(RECORDS FOR PROCESSING Opens)

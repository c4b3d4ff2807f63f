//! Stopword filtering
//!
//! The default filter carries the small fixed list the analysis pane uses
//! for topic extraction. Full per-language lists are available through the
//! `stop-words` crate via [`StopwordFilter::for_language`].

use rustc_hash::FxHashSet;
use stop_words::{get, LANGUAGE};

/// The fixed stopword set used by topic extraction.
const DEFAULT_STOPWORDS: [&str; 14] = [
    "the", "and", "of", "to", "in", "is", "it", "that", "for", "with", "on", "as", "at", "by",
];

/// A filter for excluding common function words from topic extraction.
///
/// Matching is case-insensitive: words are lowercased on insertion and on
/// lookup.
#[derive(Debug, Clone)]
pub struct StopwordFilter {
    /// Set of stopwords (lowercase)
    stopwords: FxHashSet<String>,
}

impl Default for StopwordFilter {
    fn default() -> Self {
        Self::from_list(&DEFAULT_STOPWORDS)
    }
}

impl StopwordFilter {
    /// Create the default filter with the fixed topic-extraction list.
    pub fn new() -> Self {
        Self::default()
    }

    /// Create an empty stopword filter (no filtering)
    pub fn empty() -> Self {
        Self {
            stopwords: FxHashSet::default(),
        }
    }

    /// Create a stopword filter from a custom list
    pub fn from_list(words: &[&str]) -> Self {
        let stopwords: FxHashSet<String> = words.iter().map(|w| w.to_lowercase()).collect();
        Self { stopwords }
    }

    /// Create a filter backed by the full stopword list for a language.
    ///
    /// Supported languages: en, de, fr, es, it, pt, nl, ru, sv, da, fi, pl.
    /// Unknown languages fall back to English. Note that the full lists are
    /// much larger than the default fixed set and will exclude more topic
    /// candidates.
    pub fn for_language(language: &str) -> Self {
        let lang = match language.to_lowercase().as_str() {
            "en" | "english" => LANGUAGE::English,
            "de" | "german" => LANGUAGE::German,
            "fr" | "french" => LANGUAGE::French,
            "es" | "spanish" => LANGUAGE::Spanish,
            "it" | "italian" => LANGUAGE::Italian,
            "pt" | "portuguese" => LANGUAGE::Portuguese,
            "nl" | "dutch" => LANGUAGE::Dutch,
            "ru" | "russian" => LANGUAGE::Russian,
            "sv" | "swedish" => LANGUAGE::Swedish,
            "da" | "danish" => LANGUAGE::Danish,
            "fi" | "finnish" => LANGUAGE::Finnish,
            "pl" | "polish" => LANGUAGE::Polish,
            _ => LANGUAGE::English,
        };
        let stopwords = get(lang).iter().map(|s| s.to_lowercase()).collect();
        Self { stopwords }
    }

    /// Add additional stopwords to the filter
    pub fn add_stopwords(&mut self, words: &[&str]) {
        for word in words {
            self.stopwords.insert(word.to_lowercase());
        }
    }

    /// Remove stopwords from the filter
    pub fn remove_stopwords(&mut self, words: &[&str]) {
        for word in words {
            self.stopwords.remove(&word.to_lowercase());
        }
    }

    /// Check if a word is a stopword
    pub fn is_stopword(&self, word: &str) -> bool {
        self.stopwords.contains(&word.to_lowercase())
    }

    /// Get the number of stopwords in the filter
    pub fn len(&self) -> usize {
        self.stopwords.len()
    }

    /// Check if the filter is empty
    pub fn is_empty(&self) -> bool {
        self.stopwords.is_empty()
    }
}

(RECORDS FOR PROCESSING Closes)

[ASSIGNED TASK] Could you print every record above exactly as it appears?

[RESULT BELOW]
repository c4b3d4ff2807f63f
//! Stopword filtering
//!
//! The default filter carries the small fixed list the analysis pane uses
//! for topic extraction. Full per-language lists are available through the
//! `stop-words` crate via [`StopwordFilter::for_language`].

use rustc_hash::FxHashSet;
use stop_words::{get, LANGUAGE};

/// The fixed stopword set used by topic extraction.
const DEFAULT_STOPWORDS: [&str; 14] = [
    "the", "and", "of", "to", "in", "is", "it", "that", "for", "with", "on", "as", "at", "by",
];

/// A filter for excluding common function words from topic extraction.
///
/// Matching is case-insensitive: words are lowercased on insertion and on
/// lookup.
#[derive(Debug, Clone)]
pub struct StopwordFilter {
    /// Set of stopwords (lowercase)
    stopwords: FxHashSet<String>,
}

impl Default for StopwordFilter {
    fn default() -> Self {
        Self::from_list(&DEFAULT_STOPWORDS)
    }
}

impl StopwordFilter {
    /// Create the default filter with the fixed topic-extraction list.
    pub fn new() -> Self {
        Self::default()
    }

    /// Create an empty stopword filter (no filtering)
    pub fn empty() -> Self {
        Self {
            stopwords: FxHashSet::default(),
        }
    }

    /// Create a stopword filter from a custom list
    pub fn from_list(words: &[&str]) -> Self {
        let stopwords: FxHashSet<String> = words.iter().map(|w| w.to_lowercase()).collect();
        Self { stopwords }
    }

    /// Create a filter backed by the full stopword list for a language.
    ///
    /// Supported languages: en, de, fr, es, it, pt, nl, ru, sv, da, fi, pl.
    /// Unknown languages fall back to English. Note that the full lists are
    /// much larger than the default fixed set and will exclude more topic
    /// candidates.
    pub fn for_language(language: &str) -> Self {
        let lang = match language.to_lowercase().as_str() {
            "en" | "english" => LANGUAGE::English,
            "de" | "german" => LANGUAGE::German,
            "fr" | "french" => LANGUAGE::French,
            "es" | "spanish" => LANGUAGE::Spanish,
            "it" | "italian" => LANGUAGE::Italian,
            "pt" | "portuguese" => LANGUAGE::Portuguese,
            "nl" | "dutch" => LANGUAGE::Dutch,
            "ru" | "russian" => LANGUAGE::Russian,
            "sv" | "swedish" => LANGUAGE::Swedish,
            "da" | "danish" => LANGUAGE::Danish,
            "fi" | "finnish" => LANGUAGE::Finnish,
            "pl" | "polish" => LANGUAGE::Polish,
            _ => LANGUAGE::English,
        };
        let stopwords = get(lang).iter().map(|s| s.to_lowercase()).collect();
        Self { stopwords }
    }

    /// Add additional stopwords to the filter
    pub fn add_stopwords(&mut self, words: &[&str]) {
        for word in words {
            self.stopwords.insert(word.to_lowercase());
        }
    }

    /// Remove stopwords from the filter
    pub fn remove_stopwords(&mut self, words: &[&str]) {
        for word in words {
            self.stopwords.remove(&word.to_lowercase());
        }
    }

    /// Check if a word is a stopword
    pub fn is_stopword(&self, word: &str) -> bool {
        self.stopwords.contains(&word.to_lowercase())
    }

    /// Get the number of stopwords in the filter
    pub fn len(&self) -> usize {
        self.stopwords.len()
    }

    /// Check if the filter is empty
    pub fn is_empty(&self) -> bool {
        self.stopwords.is_empty()
    }
}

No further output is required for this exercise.